The shared rule is the same as for the generic views: prefer overriding the named hook over rewriting the action method, so the action method keeps owning the request/response contract while the hook owns the behaviour change.

Async get_queryset

get_queryset may stay sync, the way DRF defines it, or be redefined as async def. The viewset's getters await the result when it is a coroutine, so an async override slots into the existing dispatch path without changing the contract.

class ProductViewSet(AsyncModelViewSet):
    serializer_class = ProductSerializer

    async def get_queryset(self):
        ids = await fetch_visible_ids(self.request.user)
        return Product.objects.filter(id__in=ids)

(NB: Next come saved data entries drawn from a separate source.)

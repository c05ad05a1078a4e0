use std::future::Future;
use std::panic::AssertUnwindSafe;
use std::path::PathBuf;
use std::time::Duration;

use async_trait::async_trait;
use chromiumoxide::browser::{Browser, BrowserConfig};
use chromiumoxide::cdp::browser_protocol::dom::{
    GetDocumentParams, QuerySelectorParams, SetFileInputFilesParams,
};
use chromiumoxide::cdp::browser_protocol::network::SetCookiesParams;
use chromiumoxide::element::Element;
use chromiumoxide::page::Page as CdpPage;
use futures::{FutureExt, StreamExt};
use serde_json::Value;
use tempfile::TempDir;
use tokio::task::JoinHandle;
use tokio::time::Instant;
use tokio_util::sync::CancellationToken;
use tracing::{debug, info, warn};

use crate::app::{Result, RednoteError};
use crate::browser::cookies::{cookie_param, CookieJar};
use crate::browser::{js_string, narrowed_deadline, Page};
use crate::config::{BrowserSettings, TimeoutConfig};

/// One browser process and the tab opened in it.
///
/// Owned by a single operation. Chrome runs on a profile directory private
/// to the session, removed when the session is dropped; the login carries
/// over through the [`CookieJar`]. [`Session::close`] shuts the tab and the
/// process down; dropping a session without closing it still kills the
/// child process through chromiumoxide's `Browser` drop.
pub struct Session {
    browser: Browser,
    handler: JoinHandle<()>,
    page: Option<CdpPage>,
    settings: BrowserSettings,
    jar: Option<CookieJar>,
    profile: TempDir,
}

impl Session {
    /// Launch a browser configured from `settings`.
    pub async fn open(settings: &BrowserSettings) -> Result<Self> {
        let mut builder = BrowserConfig::builder()
            .arg("--no-sandbox")
            .arg("--disable-gpu")
            .arg("--disable-dev-shm-usage")
            .arg("--disable-blink-features=AutomationControlled")
            .window_size(settings.window_width, settings.window_height);

        if !settings.headless {
            builder = builder.with_head();
        }

        if let Some(ref path) = settings.binary_path {
            builder = builder.chrome_executable(path);
        }

        let profile = session_profile()?;
        builder = builder.user_data_dir(profile.path());

        let browser_config = builder
            .build()
            .map_err(|e| RednoteError::Launch(format!("Failed to build browser config: {}", e)))?;

        let (browser, mut handler) = Browser::launch(browser_config).await.map_err(|e| {
            RednoteError::Launch(format!(
                "Failed to launch browser: {}. Is Chrome or Chromium installed and in PATH?",
                e
            ))
        })?;

        let handler = tokio::spawn(async move {
            while let Some(_event) = handler.next().await {}
        });

        info!(
            headless = settings.headless,
            profile = %profile.path().display(),
            "Browser session opened"
        );

        Ok(Self {
            browser,
            handler,
            page: None,
            settings: settings.clone(),
            jar: settings.resolved_cookies_path().map(CookieJar::new),
            profile,
        })
    }

    /// Open the session's tab.
    pub async fn new_page(&mut self) -> Result<ChromePage> {
        let page = self
            .browser
            .new_page("about:blank")
            .await
            .map_err(|e| RednoteError::Launch(format!("Failed to create page: {}", e)))?;

        if let Some(ref ua) = self.settings.user_agent {
            page.set_user_agent(ua)
                .await
                .map_err(|e| RednoteError::Launch(format!("Failed to set user agent: {}", e)))?;
        }

        self.restore_cookies(&page).await?;

        self.page = Some(page.clone());
        Ok(ChromePage::new(page, self.settings.timeouts.clone()))
    }

    async fn restore_cookies(&self, page: &CdpPage) -> Result<()> {
        let Some(ref jar) = self.jar else {
            return Ok(());
        };

        let params: Vec<_> = jar.load()?.iter().filter_map(cookie_param).collect();
        if params.is_empty() {
            return Ok(());
        }

        let count = params.len();
        match page.execute(SetCookiesParams::new(params)).await {
            Ok(_) => debug!(count, path = %jar.path().display(), "Restored cookies"),
            Err(e) => warn!("Failed to restore cookies: {}", e),
        }
        Ok(())
    }

    async fn persist_cookies(&self, page: &CdpPage) {
        let Some(ref jar) = self.jar else {
            return;
        };

        let cookies = match page.get_cookies().await {
            Ok(cookies) => cookies,
            Err(e) => {
                warn!("Failed to read cookies: {}", e);
                return;
            }
        };

        let saved = serde_json::to_value(cookies)
            .map_err(RednoteError::from)
            .and_then(|value| match value {
                Value::Array(cookies) => jar.save(cookies),
                _ => Ok(0),
            });
        if let Err(e) = saved {
            warn!(path = %jar.path().display(), "Failed to save cookies: {}", e);
        }
    }

    /// Save cookies, close the tab, then the browser. Failures are logged,
    /// not returned.
    pub async fn close(mut self) {
        if let Some(page) = self.page.take() {
            self.persist_cookies(&page).await;
            if let Err(e) = page.close().await {
                warn!("Failed to close page: {}", e);
            }
        }

        if let Err(e) = self.browser.close().await {
            warn!("Failed to close browser: {}", e);
        }
        if let Err(e) = self.browser.wait().await {
            warn!("Failed to reap browser process: {}", e);
        }

        self.handler.abort();
        debug!(profile = %self.profile.path().display(), "Browser session closed");
    }
}

/// Empty Chrome profile directory owned by one session.
fn session_profile() -> Result<TempDir> {
    Ok(tempfile::Builder::new().prefix("rednote-profile-").tempdir()?)
}

/// Run `flow` on a fresh session and release the session on every exit path.
///
/// The page handed to `flow` is bound to `cancel`. The tab and browser are
/// closed after success, error and cancellation alike; a panic inside `flow`
/// is resumed after the release.
pub async fn with_session<T, F, Fut>(
    settings: &BrowserSettings,
    cancel: &CancellationToken,
    flow: F,
) -> Result<T>
where
    F: FnOnce(ChromePage) -> Fut,
    Fut: Future<Output = Result<T>>,
{
    if cancel.is_cancelled() {
        return Err(RednoteError::Cancelled);
    }

    let mut session = Session::open(settings).await?;
    let page = match session.new_page().await {
        Ok(page) => page.with_cancellation(cancel.clone()),
        Err(e) => {
            session.close().await;
            return Err(e);
        }
    };

    let outcome = AssertUnwindSafe(flow(page)).catch_unwind().await;
    session.close().await;

    match outcome {
        Ok(result) => result,
        Err(panic) => std::panic::resume_unwind(panic),
    }
}

/// [`Page`] backed by a chromiumoxide tab.
#[derive(Clone)]
pub struct ChromePage {
    inner: CdpPage,
    timeouts: TimeoutConfig,
    deadline: Option<Instant>,
    cancel: CancellationToken,
}

impl ChromePage {
    pub fn new(inner: CdpPage, timeouts: TimeoutConfig) -> Self {
        Self {
            inner,
            timeouts,
            deadline: None,
            cancel: CancellationToken::new(),
        }
    }

    /// Bound `fut` by the page deadline and cancellation token.
    async fn guard<T, F>(&self, what: &str, fut: F) -> Result<T>
    where
        F: Future<Output = Result<T>> + Send,
    {
        let bounded = async {
            match self.deadline {
                Some(deadline) => tokio::time::timeout_at(deadline, fut)
                    .await
                    .map_err(|_| RednoteError::Timeout(what.to_string()))?,
                None => fut.await,
            }
        };

        tokio::select! {
            biased;
            _ = self.cancel.cancelled() => Err(RednoteError::Cancelled),
            result = bounded => result,
        }
    }

    /// Poll until `selector` matches, like a waiting element lookup.
    async fn element(&self, selector: &str) -> Result<Element> {
        let poll = self.timeouts.poll_interval();
        loop {
            match self.inner.find_element(selector).await {
                Ok(element) => return Ok(element),
                Err(e) => debug!("{} not attached yet: {}", selector, e),
            }

            if self.deadline.is_some_and(|d| Instant::now() + poll >= d) {
                return Err(RednoteError::ElementNotFound(selector.to_string()));
            }

            tokio::select! {
                _ = self.cancel.cancelled() => return Err(RednoteError::Cancelled),
                _ = tokio::time::sleep(poll) => {}
            }
        }
    }

    async fn eval_value(&self, expression: &str) -> Result<Value> {
        let result = self
            .inner
            .evaluate(expression)
            .await
            .map_err(|e| RednoteError::Interaction(format!("Script execution failed: {}", e)))?;
        Ok(result.value().cloned().unwrap_or(Value::Null))
    }
}

#[async_trait]
impl Page for ChromePage {
    fn with_timeout(&self, timeout: Duration) -> Self {
        Self {
            deadline: narrowed_deadline(self.deadline, timeout),
            ..self.clone()
        }
    }

    fn without_timeout(&self) -> Self {
        Self {
            deadline: None,
            ..self.clone()
        }
    }

    fn with_cancellation(&self, cancel: CancellationToken) -> Self {
        Self {
            cancel,
            ..self.clone()
        }
    }

    fn deadline(&self) -> Option<Instant> {
        self.deadline
    }

    fn cancellation(&self) -> &CancellationToken {
        &self.cancel
    }

    fn timeouts(&self) -> &TimeoutConfig {
        &self.timeouts
    }

    async fn navigate(&self, url: &str) -> Result<()> {
        debug!("Navigating to {}", url);
        self.guard(url, async {
            self.inner
                .goto(url)
                .await
                .map_err(|e| RednoteError::Navigation(format!("{}: {}", url, e)))?;
            Ok(())
        })
        .await
    }

    async fn evaluate(&self, expression: &str) -> Result<Value> {
        self.guard("script evaluation", self.eval_value(expression))
            .await
    }

    async fn has(&self, selector: &str) -> Result<bool> {
        let script = format!("document.querySelector({}) !== null", js_string(selector));
        let value = self.guard(selector, self.eval_value(&script)).await?;
        Ok(value.as_bool().unwrap_or(false))
    }

    async fn is_visible(&self, selector: &str) -> Result<bool> {
        let script = format!(
            r#"(() => {{
                const el = document.querySelector({});
                if (!el) return false;
                const rect = el.getBoundingClientRect();
                const style = window.getComputedStyle(el);
                return rect.width > 0 && rect.height > 0
                    && style.visibility !== 'hidden' && style.display !== 'none';
            }})()"#,
            js_string(selector)
        );
        let value = self.guard(selector, self.eval_value(&script)).await?;
        Ok(value.as_bool().unwrap_or(false))
    }

    async fn texts(&self, selector: &str) -> Result<Vec<String>> {
        let script = format!(
            "Array.from(document.querySelectorAll({})).map(el => el.innerText || '')",
            js_string(selector)
        );
        let value = self.guard(selector, self.eval_value(&script)).await?;
        Ok(serde_json::from_value(value)?)
    }

    async fn click(&self, selector: &str, index: usize) -> Result<()> {
        self.guard(selector, async {
            let element = if index == 0 {
                self.element(selector).await?
            } else {
                let mut elements = self.inner.find_elements(selector).await.map_err(|e| {
                    RednoteError::ElementNotFound(format!("{}: {}", selector, e))
                })?;
                if index >= elements.len() {
                    return Err(RednoteError::ElementNotFound(format!(
                        "{} (index {} of {})",
                        selector,
                        index,
                        elements.len()
                    )));
                }
                elements.swap_remove(index)
            };

            element
                .click()
                .await
                .map_err(|e| RednoteError::Interaction(format!("click {}: {}", selector, e)))?;
            Ok(())
        })
        .await
    }

    async fn type_text(&self, selector: &str, text: &str) -> Result<()> {
        self.guard(selector, async {
            let element = self.element(selector).await?;
            element
                .focus()
                .await
                .map_err(|e| RednoteError::Interaction(format!("focus {}: {}", selector, e)))?;
            element
                .type_str(text)
                .await
                .map_err(|e| RednoteError::Interaction(format!("type into {}: {}", selector, e)))?;
            Ok(())
        })
        .await
    }

    async fn press_key(&self, selector: &str, key: &str) -> Result<()> {
        self.guard(selector, async {
            let element = self.element(selector).await?;
            element
                .focus()
                .await
                .map_err(|e| RednoteError::Interaction(format!("focus {}: {}", selector, e)))?;
            element
                .press_key(key)
                .await
                .map_err(|e| RednoteError::Interaction(format!("press {} on {}: {}", key, selector, e)))?;
            Ok(())
        })
        .await
    }

    async fn set_files(&self, selector: &str, paths: &[PathBuf]) -> Result<()> {
        let files: Vec<String> = paths.iter().map(|p| p.display().to_string()).collect();

        self.guard(selector, async {
            // Wait for the input before resolving its node id.
            self.element(selector).await?;

            let doc = self
                .inner
                .execute(GetDocumentParams::builder().depth(0).build())
                .await
                .map_err(|e| RednoteError::Interaction(format!("Failed to get document: {}", e)))?;

            let query = QuerySelectorParams::new(doc.result.root.node_id, selector);
            let node = self
                .inner
                .execute(query)
                .await
                .map_err(|e| RednoteError::ElementNotFound(format!("{}: {}", selector, e)))?;

            let mut set_files = SetFileInputFilesParams::new(files);
            set_files.node_id = Some(node.result.node_id);
            self.inner
                .execute(set_files)
                .await
                .map_err(|e| RednoteError::Interaction(format!("Failed to set files: {}", e)))?;
            Ok(())
        })
        .await
    }
}

#[cfg(test)]
mod tests {
    use super::*;

    #[test]
    fn test_each_session_gets_its_own_profile() {
        let first = session_profile().unwrap();
        let second = session_profile().unwrap();

        assert_ne!(first.path(), second.path());
        assert!(first.path().is_dir());
        assert!(std::fs::read_dir(second.path()).unwrap().next().is_none());
    }

    #[test]
    fn test_profile_removed_on_drop() {
        let profile = session_profile().unwrap();
        let path = profile.path().to_path_buf();
        drop(profile);
        assert!(!path.exists());
    }
}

When an ActionConfig.queryset is also configured for the current action, the ActionConfig wins (because the action-config-aware get_queryset checks the dict first). To honour both, leave the ActionConfig queryset as None and put the request-dependent logic in get_queryset itself.

Nested routers

Restflow viewsets are compatible with the drf-nested-routers package. The nested router builds the parent and child URL patterns the same way it does for sync viewsets, and the async dispatch closure works under both. Pass the parent lookup field through to the child viewset's get_queryset to scope results.

from rest_framework_nested.routers import NestedDefaultRouter
from rest_framework.routers import DefaultRouter

router = DefaultRouter()
router.register("products", ProductViewSet, basename="product")

products_router = NestedDefaultRouter(router, "products", lookup="product")
products_router.register("reviews", ReviewViewSet, basename="product-reviews")

urlpatterns = router.urls + products_router.urls


class ReviewViewSet(AsyncModelViewSet):
    serializer_class = ReviewSerializer
    queryset = Review.objects.all()

    def get_queryset(self):
        qs = super().get_queryset()
        return qs.filter(product_id=self.kwargs["product_pk"])

The nested lookup arrives in self.kwargs and is consumed by get_queryset to filter the child queryset before any of the action flows run.